[Task inputs]
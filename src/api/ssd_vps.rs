//! SSD VPS endpoints: plans, locations, servers, power and backups.

use serde::Serialize;

use crate::api::{serialize_flag, to_arguments};
use crate::clients::{ApiResponse, Arguments, ClientError, ThgHostingClient};

/// Parameters for [`ThgHostingClient::create_ssd_vps_server`].
///
/// When both `custom_template_id` and `os_component_code` are set, only the
/// custom template is sent.
#[derive(Debug, Clone, Serialize, Default, PartialEq, Eq)]
pub struct NewSsdVpsServer {
    /// Display label of the server.
    pub label: String,
    /// Hostname configured on the server.
    pub hostname: String,
    /// Initial root password.
    pub password: String,
    /// Plan to provision.
    pub service_plan_id: u64,
    /// Custom template to install from.
    #[serde(skip_serializing_if = "Option::is_none")]
    pub custom_template_id: Option<u64>,
    /// Operating system to install.
    #[serde(skip_serializing_if = "Option::is_none")]
    pub os_component_code: Option<String>,
    /// Bill by the hour instead of monthly.
    #[serde(serialize_with = "serialize_flag", skip_serializing_if = "Option::is_none")]
    pub bill_hourly: Option<bool>,
    /// Enable automatic backups.
    #[serde(serialize_with = "serialize_flag", skip_serializing_if = "Option::is_none")]
    pub backups: Option<bool>,
}

impl NewSsdVpsServer {
    /// Creates the required part of a server order.
    #[must_use]
    pub fn new(
        label: impl Into<String>,
        hostname: impl Into<String>,
        password: impl Into<String>,
        service_plan_id: u64,
    ) -> Self {
        Self {
            label: label.into(),
            hostname: hostname.into(),
            password: password.into(),
            service_plan_id,
            ..Self::default()
        }
    }

    /// Sets the operating system to install.
    #[must_use]
    pub fn os_component_code(mut self, code: impl Into<String>) -> Self {
        self.os_component_code = Some(code.into());
        self
    }

    /// Installs from a custom template instead of an operating system.
    #[must_use]
    pub const fn custom_template_id(mut self, id: u64) -> Self {
        self.custom_template_id = Some(id);
        self
    }

    /// Chooses hourly billing.
    #[must_use]
    pub const fn bill_hourly(mut self, hourly: bool) -> Self {
        self.bill_hourly = Some(hourly);
        self
    }

    /// Enables or disables automatic backups.
    #[must_use]
    pub const fn backups(mut self, enabled: bool) -> Self {
        self.backups = Some(enabled);
        self
    }

    fn arguments(&self) -> Result<Arguments, ClientError> {
        let mut arguments = to_arguments(self)?;
        if self.custom_template_id.is_some() {
            arguments.remove("os_component_code");
        }
        Ok(arguments)
    }
}

fn server_path(location_id: u64, server_id: u64) -> String {
    format!("ssd-vps/locations/{location_id}/servers/{server_id}")
}

impl ThgHostingClient {
    /// Lists the available SSD VPS plans.
    ///
    /// # Errors
    ///
    /// See [`ThgHostingClient::request`].
    pub async fn get_ssd_vps_plans(&self) -> Result<ApiResponse, ClientError> {
        self.get("ssd-vps/plans", Arguments::new()).await
    }

    /// Lists SSD VPS locations.
    ///
    /// # Errors
    ///
    /// See [`ThgHostingClient::request`].
    pub async fn get_ssd_vps_locations(&self) -> Result<ApiResponse, ClientError> {
        self.get("ssd-vps/locations", Arguments::new()).await
    }

    /// Lists the custom templates available in a location.
    ///
    /// # Errors
    ///
    /// See [`ThgHostingClient::request`].
    pub async fn get_ssd_vps_custom_templates(&self, location_id: u64) -> Result<ApiResponse, ClientError> {
        self.get(
            &format!("ssd-vps/locations/{location_id}/templates/custom"),
            Arguments::new(),
        )
        .await
    }

    /// Orders a new SSD VPS server in a location.
    ///
    /// # Errors
    ///
    /// See [`ThgHostingClient::request`].
    pub async fn create_ssd_vps_server(
        &self,
        location_id: u64,
        server: &NewSsdVpsServer,
    ) -> Result<ApiResponse, ClientError> {
        self.post(
            &format!("ssd-vps/locations/{location_id}/servers"),
            server.arguments()?,
        )
        .await
    }

    /// Lists the operating systems available in a location.
    ///
    /// # Errors
    ///
    /// See [`ThgHostingClient::request`].
    pub async fn get_ssd_vps_oses(&self, location_id: u64) -> Result<ApiResponse, ClientError> {
        self.get(
            &format!("ssd-vps/locations/{location_id}/operating-systems"),
            Arguments::new(),
        )
        .await
    }

    /// Lists SSD VPS servers, optionally filtered by location.
    ///
    /// # Errors
    ///
    /// See [`ThgHostingClient::request`].
    pub async fn get_ssd_vps_servers(&self, location_id: Option<u64>) -> Result<ApiResponse, ClientError> {
        let mut arguments = Arguments::new();
        if let Some(location_id) = location_id {
            arguments.insert("location_id".to_string(), location_id.into());
        }
        self.get("ssd-vps/servers", arguments).await
    }

    /// Returns an SSD VPS server.
    ///
    /// # Errors
    ///
    /// See [`ThgHostingClient::request`].
    pub async fn get_ssd_vps_server_details(
        &self,
        location_id: u64,
        server_id: u64,
    ) -> Result<ApiResponse, ClientError> {
        self.get(&server_path(location_id, server_id), Arguments::new())
            .await
    }

    /// Deletes an SSD VPS server.
    ///
    /// # Errors
    ///
    /// See [`ThgHostingClient::request`].
    pub async fn delete_ssd_vps_server(
        &self,
        location_id: u64,
        server_id: u64,
    ) -> Result<ApiResponse, ClientError> {
        self.delete(&server_path(location_id, server_id)).await
    }

    /// Returns an SSD VPS server's status.
    ///
    /// # Errors
    ///
    /// See [`ThgHostingClient::request`].
    pub async fn get_ssd_vps_server_status(
        &self,
        location_id: u64,
        server_id: u64,
    ) -> Result<ApiResponse, ClientError> {
        self.get(
            &format!("{}/status", server_path(location_id, server_id)),
            Arguments::new(),
        )
        .await
    }

    /// Powers an SSD VPS server on.
    ///
    /// # Errors
    ///
    /// See [`ThgHostingClient::request`].
    pub async fn power_on_ssd_vps_server(
        &self,
        location_id: u64,
        server_id: u64,
    ) -> Result<ApiResponse, ClientError> {
        self.ssd_vps_power(location_id, server_id, "on").await
    }

    /// Powers an SSD VPS server off.
    ///
    /// # Errors
    ///
    /// See [`ThgHostingClient::request`].
    pub async fn power_off_ssd_vps_server(
        &self,
        location_id: u64,
        server_id: u64,
    ) -> Result<ApiResponse, ClientError> {
        self.ssd_vps_power(location_id, server_id, "off").await
    }

    /// Reboots an SSD VPS server.
    ///
    /// # Errors
    ///
    /// See [`ThgHostingClient::request`].
    pub async fn reboot_ssd_vps_server(
        &self,
        location_id: u64,
        server_id: u64,
    ) -> Result<ApiResponse, ClientError> {
        self.ssd_vps_power(location_id, server_id, "reboot").await
    }

    /// Reboots a server into recovery mode.
    ///
    /// # Errors
    ///
    /// See [`ThgHostingClient::request`].
    pub async fn reboot_ssd_vps_server_in_recovery_mode(
        &self,
        location_id: u64,
        server_id: u64,
    ) -> Result<ApiResponse, ClientError> {
        self.ssd_vps_power(location_id, server_id, "recovery-reboot")
            .await
    }

    async fn ssd_vps_power(
        &self,
        location_id: u64,
        server_id: u64,
        action: &str,
    ) -> Result<ApiResponse, ClientError> {
        self.post(
            &format!("{}/power/{action}", server_path(location_id, server_id)),
            Arguments::new(),
        )
        .await
    }

    /// Resets the root password. Without `new_password` the provider
    /// generates one.
    ///
    /// # Errors
    ///
    /// See [`ThgHostingClient::request`].
    pub async fn reset_ssd_vps_server_password(
        &self,
        location_id: u64,
        server_id: u64,
        new_password: Option<&str>,
    ) -> Result<ApiResponse, ClientError> {
        let mut arguments = Arguments::new();
        if let Some(password) = new_password {
            arguments.insert("new_password".to_string(), password.into());
        }
        self.post(
            &format!("{}/password-reset", server_path(location_id, server_id)),
            arguments,
        )
        .await
    }

    /// Lists a server's backups.
    ///
    /// # Errors
    ///
    /// See [`ThgHostingClient::request`].
    pub async fn get_ssd_vps_server_backups(
        &self,
        location_id: u64,
        server_id: u64,
    ) -> Result<ApiResponse, ClientError> {
        self.get(
            &format!("{}/backups", server_path(location_id, server_id)),
            Arguments::new(),
        )
        .await
    }

    /// Attaches a note to a backup.
    ///
    /// # Errors
    ///
    /// See [`ThgHostingClient::request`].
    pub async fn add_ssd_vps_backup_note(
        &self,
        location_id: u64,
        server_id: u64,
        backup_id: u64,
        note: &str,
    ) -> Result<ApiResponse, ClientError> {
        let mut arguments = Arguments::new();
        arguments.insert("note".to_string(), note.into());
        self.post(
            &format!(
                "{}/backups/{backup_id}/note",
                server_path(location_id, server_id)
            ),
            arguments,
        )
        .await
    }

    /// Deletes a backup.
    ///
    /// # Errors
    ///
    /// See [`ThgHostingClient::request`].
    pub async fn delete_ssd_vps_backup(
        &self,
        location_id: u64,
        server_id: u64,
        backup_id: u64,
    ) -> Result<ApiResponse, ClientError> {
        self.delete(&format!(
            "{}/backups/{backup_id}",
            server_path(location_id, server_id)
        ))
        .await
    }

    /// Restores a server from a backup.
    ///
    /// # Errors
    ///
    /// See [`ThgHostingClient::request`].
    pub async fn restore_ssd_vps_backup(
        &self,
        location_id: u64,
        server_id: u64,
        backup_id: u64,
    ) -> Result<ApiResponse, ClientError> {
        self.post(
            &format!(
                "{}/backups/{backup_id}/restore",
                server_path(location_id, server_id)
            ),
            Arguments::new(),
        )
        .await
    }
}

[What needs to be done] Starting at the first line of the entries above, please extract each line up to and including the line with "Plan to provision.", unchanged, and add nothing.

[Response area]
filename src/api/ssd_vps.rs
//! SSD VPS endpoints: plans, locations, servers, power and backups.

use serde::Serialize;

use crate::api::{serialize_flag, to_arguments};
use crate::clients::{ApiResponse, Arguments, ClientError, ThgHostingClient};

/// Parameters for [`ThgHostingClient::create_ssd_vps_server`].
///
/// When both `custom_template_id` and `os_component_code` are set, only the
/// custom template is sent.
#[derive(Debug, Clone, Serialize, Default, PartialEq, Eq)]
pub struct NewSsdVpsServer {
    /// Display label of the server.
    pub label: String,
    /// Hostname configured on the server.
    pub hostname: String,
    /// Initial root password.
    pub password: String,
    /// Plan to provision.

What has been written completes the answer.